The popular assumption among the general public seems to be that some special body of law applies on the internet that doesn’t apply in real life. This assumption, as some people have learned the hard way, is incorrect. While there has been much debate over the particulars of how certain areas of the law should apply online, there’s never been any serious debate as to whether it applies.

Enter Amanda Bonnen. She is being sued by Horizon Group Management on a theory of libel for a “tweet” in which she made an offhand complaint about mold in her apartment. According to the complaint, the statement about mold in the apartment is, of course, completely false, and caused irreparable damage to Horizon’s reputation.
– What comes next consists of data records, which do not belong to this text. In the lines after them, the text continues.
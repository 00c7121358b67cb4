//! WebVTT Cue Extraction
//!
//! Converts raw subtitle-track text into a sequence of timed raw captions.
//! Tolerant by design: malformed timestamp lines drop the cue, never the
//! track, and cues with no remaining text after markup stripping are
//! skipped.

use std::sync::OnceLock;

use regex::Regex;

use super::models::{parse_vtt_time, RawCaption};

fn timestamp_re() -> &'static Regex {
    static RE: OnceLock<Regex> = OnceLock::new();
    RE.get_or_init(|| {
        Regex::new(r"(\d{2}:\d{2}:\d{2}\.\d{3})\s+-->\s+(\d{2}:\d{2}:\d{2}\.\d{3})")
            .expect("timestamp regex")
    })
}

fn tag_re() -> &'static Regex {
    static RE: OnceLock<Regex> = OnceLock::new();
    RE.get_or_init(|| Regex::new(r"<[^>]+>").expect("tag regex"))
}

fn position_re() -> &'static Regex {
    static RE: OnceLock<Regex> = OnceLock::new();
    RE.get_or_init(|| Regex::new(r"align:start position:\d+%").expect("position regex"))
}

fn whitespace_re() -> &'static Regex {
    static RE: OnceLock<Regex> = OnceLock::new();
    RE.get_or_init(|| Regex::new(r"\s+").expect("whitespace regex"))
}

/// Strips inline markup and positioning directives, collapsing whitespace.
fn clean_cue_line(line: &str) -> String {
    let stripped = tag_re().replace_all(line.trim(), "");
    let stripped = position_re().replace_all(&stripped, "");
    whitespace_re().replace_all(&stripped, " ").trim().to_string()
}

/// Parses WebVTT-like content into ordered raw captions.
///
/// Scans for `HH:MM:SS.mmm --> HH:MM:SS.mmm` timestamp lines, accumulates
/// the following non-blank, non-timestamp lines as cue text, and joins them
/// with single spaces. Header lines (`WEBVTT`, metadata, cue identifiers)
/// fall through naturally because they never match the timestamp pattern.
pub fn parse_vtt(content: &str) -> Vec<RawCaption> {
    let lines: Vec<&str> = content.lines().collect();
    let mut captions = Vec::new();
    let mut i = 0;

    while i < lines.len() {
        let line = lines[i].trim();

        if line.contains(" --> ") {
            if let Some(caps) = timestamp_re().captures(line) {
                let start = parse_vtt_time(&caps[1]);
                let end = parse_vtt_time(&caps[2]);

                if let (Some(start), Some(end)) = (start, end) {
                    // Collect cue text until a blank line or the next cue
                    let mut text_lines = Vec::new();
                    i += 1;
                    while i < lines.len()
                        && !lines[i].trim().is_empty()
                        && !lines[i].contains(" --> ")
                    {
                        let clean = clean_cue_line(lines[i]);
                        if !clean.is_empty() {
                            text_lines.push(clean);
                        }
                        i += 1;
                    }

                    let full_text = text_lines.join(" ").trim().to_string();
                    if !full_text.is_empty() {
                        captions.push(RawCaption::new(start, end, full_text, captions.len()));
                    }
                    continue;
                }
            }
            // Malformed timestamp line: drop the cue, keep scanning
        }
        i += 1;
    }

    captions
}

// =============================================================================
// Tests
// =============================================================================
This may or may not be true, and that’s not what makes this case interesting. What does make it interesting is how this statement was made, followed by the lawsuit, and the public reaction to it.

It is entirely possible that Ms. Bonnen’s statement was false, and that it did, in fact, cause some damage to Horizon’s reputation. In that case, the lawsuit has merit, and Horizon should, as a legal matter, prevail.

But if they were acting to vindicate their reputation, they could not have gone about it in a worse way. A search on Twitter’s website for “Horizon Group” reveals that almost everyone who has heard about this matter is not very sympathetic with their cause. Besides some childish insults flung at the company (my personal favorite describing Horizon employees engaged in unsavory acts with barnyard animals), and some creative spellings of the word “frivolous,” one can see that many people now assume that Horizon has moldy apartments, whether that assumption is true or not.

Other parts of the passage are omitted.